(PROVIDED RECORDS begins)

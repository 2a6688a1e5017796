//! # Settings Page Controller
//!
//! Holds an editable draft of the platform settings. Edits are coerced per
//! field kind as they are typed; save sends the whole draft in one request;
//! reset asks the caller to confirm first.

use std::sync::Arc;

use parking_lot::RwLock;
use shared::{SettingValue, SettingsBundle};

use super::notifications::Notifier;
use crate::core::error::{AppError, Result};
use crate::core::service::AdminApi;

/// Render state of the settings page
#[derive(Debug, Clone, Default, PartialEq)]
pub struct SettingsState {
    pub draft: SettingsBundle,
    pub loading: bool,
    pub saving: bool,
    /// True once the draft differs from what was last loaded or saved
    pub dirty: bool,
}

pub struct SettingsController {
    api: Arc<dyn AdminApi>,
    state: Arc<RwLock<SettingsState>>,
    notifier: Notifier,
}

impl SettingsController {
    pub fn new(api: Arc<dyn AdminApi>, notifier: Notifier) -> Self {
        Self {
            api,
            state: Arc::new(RwLock::new(SettingsState::default())),
            notifier,
        }
    }

    pub fn state(&self) -> Arc<RwLock<SettingsState>> {
        self.state.clone()
    }

    pub fn snapshot(&self) -> SettingsState {
        self.state.read().clone()
    }

    pub async fn mount(&self) {
        self.refresh().await;
    }

    /// Replace the draft with the server's current settings.
    pub async fn refresh(&self) {
        self.state.write().loading = true;

        match self.api.get_settings().await {
            Ok(settings) => {
                let mut state = self.state.write();
                state.draft = settings;
                state.dirty = false;
                state.loading = false;
            }
            Err(e) => {
                tracing::warn!(error = %e, "Settings fetch failed");
                self.state.write().loading = false;
                self.notifier.error(e.user_message("Failed to fetch settings"));
            }
        }
    }

    /// Apply a raw text edit to one field and return the stored value
    pub fn update_field(&self, key: &str, raw: &str) -> SettingValue {
        let mut state = self.state.write();
        let value = state.draft.apply_edit(key, raw).clone();
        state.dirty = true;
        value
    }

    /// Validate and send the whole draft. The draft is kept either way.
    pub async fn save(&self) -> Result<()> {
        let draft = {
            let mut state = self.state.write();
            if state.saving {
                return Err(AppError::Validation("A save is already in progress".to_string()));
            }
            if let Err(violations) = state.draft.validate() {
                let message = violations
                    .iter()
                    .map(ToString::to_string)
                    .collect::<Vec<_>>()
                    .join("; ");
                drop(state);
                self.notifier.error(message.clone());
                return Err(AppError::Validation(message));
            }
            state.saving = true;
            state.draft.clone()
        };

        let result = self.api.update_settings(&draft).await;

        let mut state = self.state.write();
        state.saving = false;
        match result {
            Ok(_) => {
                if state.draft == draft {
                    state.dirty = false;
                }
                drop(state);
                self.notifier.success("System settings updated successfully");
                Ok(())
            }
            Err(e) => {
                drop(state);
                tracing::warn!(error = %e, "Settings update failed");
                self.notifier.error(e.user_message("Failed to update settings"));
                Err(e)
            }
        }
    }

    /// Restore server defaults after `confirm` agrees, then reload the draft.
    ///
    /// Returns `Ok(false)` when the operator declined.
    pub async fn reset<F>(&self, confirm: F) -> Result<bool>
    where
        F: FnOnce() -> bool,
    {
        if !confirm() {
            tracing::debug!("Settings reset declined");
            return Ok(false);
        }

        match self.api.reset_settings().await {
            Ok(_) => {
                self.notifier.success("Settings reset to defaults");
                self.refresh().await;
                Ok(true)
            }
            Err(e) => {
                tracing::warn!(error = %e, "Settings reset failed");
                self.notifier.error(e.user_message("Failed to reset settings"));
                Err(e)
            }
        }
    }
}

(PROVIDED RECORDS ends)

▶ WORK TO BE COMPLETED:
Your task is to reproduce all the data exactly as shown.

▶ SOLUTION TO THIS PROBLEM:
repository 2a6688a1e5017796
//! # Settings Page Controller
//!
//! Holds an editable draft of the platform settings. Edits are coerced per
//! field kind as they are typed; save sends the whole draft in one request;
//! reset asks the caller to confirm first.

use std::sync::Arc;

use parking_lot::RwLock;
use shared::{SettingValue, SettingsBundle};

use super::notifications::Notifier;
use crate::core::error::{AppError, Result};
use crate::core::service::AdminApi;

/// Render state of the settings page
#[derive(Debug, Clone, Default, PartialEq)]
pub struct SettingsState {
    pub draft: SettingsBundle,
    pub loading: bool,
    pub saving: bool,
    /// True once the draft differs from what was last loaded or saved
    pub dirty: bool,
}

pub struct SettingsController {
    api: Arc<dyn AdminApi>,
    state: Arc<RwLock<SettingsState>>,
    notifier: Notifier,
}

impl SettingsController {
    pub fn new(api: Arc<dyn AdminApi>, notifier: Notifier) -> Self {
        Self {
            api,
            state: Arc::new(RwLock::new(SettingsState::default())),
            notifier,
        }
    }

    pub fn state(&self) -> Arc<RwLock<SettingsState>> {
        self.state.clone()
    }

    pub fn snapshot(&self) -> SettingsState {
        self.state.read().clone()
    }

    pub async fn mount(&self) {
        self.refresh().await;
    }

    /// Replace the draft with the server's current settings.
    pub async fn refresh(&self) {
        self.state.write().loading = true;

        match self.api.get_settings().await {
            Ok(settings) => {
                let mut state = self.state.write();
                state.draft = settings;
                state.dirty = false;
                state.loading = false;
            }
            Err(e) => {
                tracing::warn!(error = %e, "Settings fetch failed");
                self.state.write().loading = false;
                self.notifier.error(e.user_message("Failed to fetch settings"));
            }
        }
    }

    /// Apply a raw text edit to one field and return the stored value
    pub fn update_field(&self, key: &str, raw: &str) -> SettingValue {
        let mut state = self.state.write();
        let value = state.draft.apply_edit(key, raw).clone();
        state.dirty = true;
        value
    }

    /// Validate and send the whole draft. The draft is kept either way.
    pub async fn save(&self) -> Result<()> {
        let draft = {
            let mut state = self.state.write();
            if state.saving {
                return Err(AppError::Validation("A save is already in progress".to_string()));
            }
            if let Err(violations) = state.draft.validate() {
                let message = violations
                    .iter()
                    .map(ToString::to_string)
                    .collect::<Vec<_>>()
                    .join("; ");
                drop(state);
                self.notifier.error(message.clone());
                return Err(AppError::Validation(message));
            }
            state.saving = true;
            state.draft.clone()
        };

        let result = self.api.update_settings(&draft).await;

        let mut state = self.state.write();
        state.saving = false;
        match result {
            Ok(_) => {
                if state.draft == draft {
                    state.dirty = false;
                }
                drop(state);
                self.notifier.success("System settings updated successfully");
                Ok(())
            }
            Err(e) => {
                drop(state);
                tracing::warn!(error = %e, "Settings update failed");
                self.notifier.error(e.user_message("Failed to update settings"));
                Err(e)
            }
        }
    }

    /// Restore server defaults after `confirm` agrees, then reload the draft.
    ///
    /// Returns `Ok(false)` when the operator declined.
    pub async fn reset<F>(&self, confirm: F) -> Result<bool>
    where
        F: FnOnce() -> bool,
    {
        if !confirm() {
            tracing::debug!("Settings reset declined");
            return Ok(false);
        }

        match self.api.reset_settings().await {
            Ok(_) => {
                self.notifier.success("Settings reset to defaults");
                self.refresh().await;
                Ok(true)
            }
            Err(e) => {
                tracing::warn!(error = %e, "Settings reset failed");
                self.notifier.error(e.user_message("Failed to reset settings"));
                Err(e)
            }
        }
    }
}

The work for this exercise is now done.